Um outro aspecto a ser considerado é que o ensino remoto tem exigido mais tempo dos estudantes na frente do computador, fato que demanda cuidados redobrados, seja pela exposição excessiva à tela, seja em relação ao acesso que as crianças e adolescentes têm à internet. O que podemos fazer então para oferecer um suporte emocional às crianças e adolescentes?

Em primeiro lugar, é importante que eles tenham uma rotina organizada, dividida entre as tarefas obrigatórias da escola e de casa; as atividades físicas e de lazer possíveis. Vale destacar que esse é um momento propício para que crianças e jovens que nunca tiveram responsabilidades domésticas, passem e tê-las. Isso contribuirá para o desenvolvimento de um senso de responsabilidade e pertencimento a um grupo, assim como para a valorização do trabalho e daqueles que trabalham por nós. Dessa forma, regar plantas, alimentar animais de estimação, tirar o pó, dobrar roupas, arrumar a cama e enxugar a louça podem ser momentos ricos de interação na família e desenvolvimento de autonomia.

Uma rotina organizada trará mais segurança emocional ao estudante, assim como contribuirá para a diminuição do estresse e da ansiedade, uma vez que ele saberá o que deve fazer em cada momento, além de trazer uma sensação de prazer pelas tarefas cumpridas. Mas, para isso, a orientação dos adultos é primordial, assim como a atenção para que, de fato, o que se estabeleceu seja cumprido. Isso pode ser feito de forma lúdica, especialmente com os menores, na forma de preenchimento de um quadro de tarefas e responsabilidades com o uso de adesivos, por exemplo.

Especificamente em relação às atividades acadêmicas, é importante que o estudante tenha um espaço e um momento propícios para isso, livres de interferências. Uma boa dica é incentivar que não façam isso de pijama ou sob os cobertores, para que as atividades diárias sejam bem delimitadas. Além disso, para os que estão se sentindo desmotivados, uma alternativa interessante é criar grupos de estudos e de discussão entre colegas, para que possam realizar juntos atividades da escola, ou ainda oferecer ajuda em alguma matéria na qual se destaquem para ajudar os colegas é uma excelente forma de exercer a solidariedade.

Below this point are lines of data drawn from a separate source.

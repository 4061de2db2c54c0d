//! Google Drive ingestion, plus the Drive client the meetings source shares.
//!
//! Ingested formats: plain text (`.txt`, `.md`), PDF, Word (`.docx`) and
//! native Google Docs (exported as text). Anything else is skipped with a
//! log line.

use serde::Deserialize;
use serde_json::{Map, Value};
use tracing::{debug, info, warn};

use super::google_auth::GoogleAuth;
use super::{SourceError, SyncStats, check_response, extract, http_client, store_documents};
use crate::chunking::chunk_documents;
use crate::services::Services;
use crate::trackers::{PROCESSED_DRIVE_PATH, ProcessedIds};

const SERVICE: &str = "drive";
const DRIVE_BASE: &str = "https://www.googleapis.com/drive/v3";
const GOOGLE_DOC_MIME: &str = "application/vnd.google-apps.document";
const PDF_MIME: &str = "application/pdf";
const DOCX_MIME: &str = "application/vnd.openxmlformats-officedocument.wordprocessingml.document";
const TIMEOUT_SECS: u64 = 60;

/// How the text of a Drive file is obtained.
#[derive(Debug, Clone, Copy, PartialEq, Eq)]
pub enum FileKind {
    GoogleDoc,
    PlainText,
    Pdf,
    Docx,
}

#[derive(Debug, Clone, PartialEq, Eq, Deserialize)]
#[serde(rename_all = "camelCase")]
pub struct DriveFile {
    pub id: String,
    pub name: String,
    #[serde(default)]
    pub mime_type: String,
}

impl DriveFile {
    /// Classify by MIME type, falling back to the file extension.
    pub fn kind(&self) -> Option<FileKind> {
        let lower = self.name.to_ascii_lowercase();
        match self.mime_type.as_str() {
            GOOGLE_DOC_MIME => Some(FileKind::GoogleDoc),
            PDF_MIME => Some(FileKind::Pdf),
            DOCX_MIME => Some(FileKind::Docx),
            _ if lower.ends_with(".pdf") => Some(FileKind::Pdf),
            _ if lower.ends_with(".docx") => Some(FileKind::Docx),
            _ if lower.ends_with(".txt") || lower.ends_with(".md") => Some(FileKind::PlainText),
            _ => None,
        }
    }

    /// Whether the text of this file can be extracted.
    pub fn is_supported(&self) -> bool {
        self.kind().is_some()
    }
}

#[derive(Debug, Deserialize)]
struct FileList {
    #[serde(default)]
    files: Vec<DriveFile>,
}

/// `q` expression restricting a listing to one folder.
fn folder_query(folder_id: &str) -> String {
    format!("'{}' in parents", folder_id.replace('\'', "\\'"))
}

// ── Client ──────────────────────────────────────────────────────────────────

pub struct DriveClient {
    http: reqwest::Client,
    token: String,
}

impl DriveClient {
    /// Authorize through the shared Google OAuth flow.
    pub async fn connect(services: &Services) -> Result<Self, SourceError> {
        let http = http_client(TIMEOUT_SECS)?;
        let auth = GoogleAuth::from_config(&services.config, http.clone())?;
        Ok(Self {
            token: auth.access_token().await?,
            http,
        })
    }

    async fn get(&self, url: &str, query: &[(&str, String)]) -> Result<reqwest::Response, SourceError> {
        let resp = self
            .http
            .get(url)
            .bearer_auth(&self.token)
            .query(query)
            .send()
            .await
            .map_err(|e| SourceError::http(SERVICE, e))?;
        check_response(SERVICE, resp).await
    }

    /// One page of files, optionally limited to a folder.
    pub async fn list_files(
        &self,
        page_size: u32,
        folder_id: Option<&str>,
    ) -> Result<Vec<DriveFile>, SourceError> {
        let mut query = vec![
            ("pageSize", page_size.to_string()),
            ("fields", "files(id, name, mimeType)".to_string()),
        ];
        if let Some(folder) = folder_id {
            query.push(("q", folder_query(folder)));
        }
        let list: FileList = self
            .get(&format!("{DRIVE_BASE}/files"), &query)
            .await?
            .json()
            .await
            .map_err(|e| SourceError::http(SERVICE, format!("bad file list: {e}")))?;
        Ok(list.files)
    }

    /// Download a supported file and extract its text.
    pub async fn download_text(&self, file: &DriveFile) -> Result<String, SourceError> {
        let kind = file.kind().ok_or_else(|| {
            SourceError::Extract(format!("unsupported file type: {}", file.mime_type))
        })?;
        let resp = match kind {
            FileKind::GoogleDoc => {
                self.get(
                    &format!("{DRIVE_BASE}/files/{}/export", file.id),
                    &[("mimeType", "text/plain".to_string())],
                )
                .await?
            }
            _ => {
                self.get(
                    &format!("{DRIVE_BASE}/files/{}", file.id),
                    &[("alt", "media".to_string())],
                )
                .await?
            }
        };
        let bytes = resp
            .bytes()
            .await
            .map_err(|e| SourceError::http(SERVICE, e))?;
        file_text(kind, bytes.to_vec()).await
    }
}

/// Turn downloaded bytes into text according to `kind`.
pub async fn file_text(kind: FileKind, bytes: Vec<u8>) -> Result<String, SourceError> {
    match kind {
        FileKind::Pdf => extract::pdf_text(bytes).await,
        FileKind::Docx => extract::docx_text(bytes).await,
        FileKind::GoogleDoc | FileKind::PlainText => {
            Ok(String::from_utf8_lossy(&bytes).into_owned())
        }
    }
}

// ── Ingestion ───────────────────────────────────────────────────────────────

/// Chunk and store the text of one Drive file.
pub async fn ingest_file(
    services: &Services,
    file: &DriveFile,
    text: &str,
) -> Result<usize, SourceError> {
    let cfg = &services.config.ingest.drive;
    let mut meta = Map::new();
    meta.insert("source".into(), Value::from("google_drive"));
    meta.insert("file_name".into(), Value::from(file.name.as_str()));
    meta.insert("file_id".into(), Value::from(file.id.as_str()));
    let docs = chunk_documents(text, &meta, &file.id, cfg.chunk, None)
        .map_err(|e| SourceError::Chunk(e.to_string()))?;
    store_documents(services, &cfg.store, &docs).await
}

pub async fn sync(services: &Services) -> Result<SyncStats, SourceError> {
    let cfg = &services.config.ingest.drive;
    let client = DriveClient::connect(services).await?;
    let storage = &services.storage;
    let mut processed = ProcessedIds::load(storage, PROCESSED_DRIVE_PATH).await;
    let mut stats = SyncStats::default();

    for file in client.list_files(cfg.page_size, cfg.folder_id.as_deref()).await? {
        stats.seen += 1;
        if processed.contains(&file.id) {
            debug!(file = %file.name, "drive file already processed");
            stats.skipped += 1;
            continue;
        }
        if !file.is_supported() {
            info!(file = %file.name, mime = %file.mime_type, "unsupported drive file, skipping");
            stats.skipped += 1;
            continue;
        }

        let text = match client.download_text(&file).await {
            Ok(t) => t,
            Err(e) => {
                warn!(file = %file.name, error = %e, "drive download failed");
                stats.failed += 1;
                continue;
            }
        };
        if text.trim().is_empty() {
            debug!(file = %file.name, "empty drive file");
            stats.skipped += 1;
            continue;
        }

        match ingest_file(services, &file, &text).await {
            Ok(written) => {
                info!(file = %file.name, chunks = written, "drive file stored");
                stats.written += written;
                processed.mark(storage, &file.id).await?;
            }
            Err(e) => {
                warn!(file = %file.name, error = %e, "drive ingestion failed");
                stats.failed += 1;
            }
        }
    }

    info!(%stats, "drive sync finished");
    Ok(stats)
}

Já em relação aos riscos decorrentes das novas exigências de uso da internet, cumpre ressaltar a necessidade do monitoramento das crianças e jovens, com particular ênfase para as redes sociais. O diálogo aberto é, sem dúvida, a melhor forma de criação de um canal de comunicação e de confiança entre pais e filhos. Para isso, é necessário conscientizá-los a respeito de alguns dos perigos que a internet pode trazer, para que desenvolvam um senso crítico no julgamento de mensagens falsas; que sejam alertados sobre a prática do cyberbullying e de suas consequências; que não se deixem levar por apelos que eventualmente surjam, tais como os comumente denominados “desafios”, e que,  acima de tudo, em situações de estranhamento ou desconforto, imediatamente recorram aos pais. 

*Maísa Pannuti, psicóloga e doutora em Educação, é especialista em Psicologia do CIPP - Centro de Inovação Pedagógica, Pesquisa e Desenvolvimento e supervisora do Serviço de Psicologia Escolar - SerPsi - do Colégio Positivo.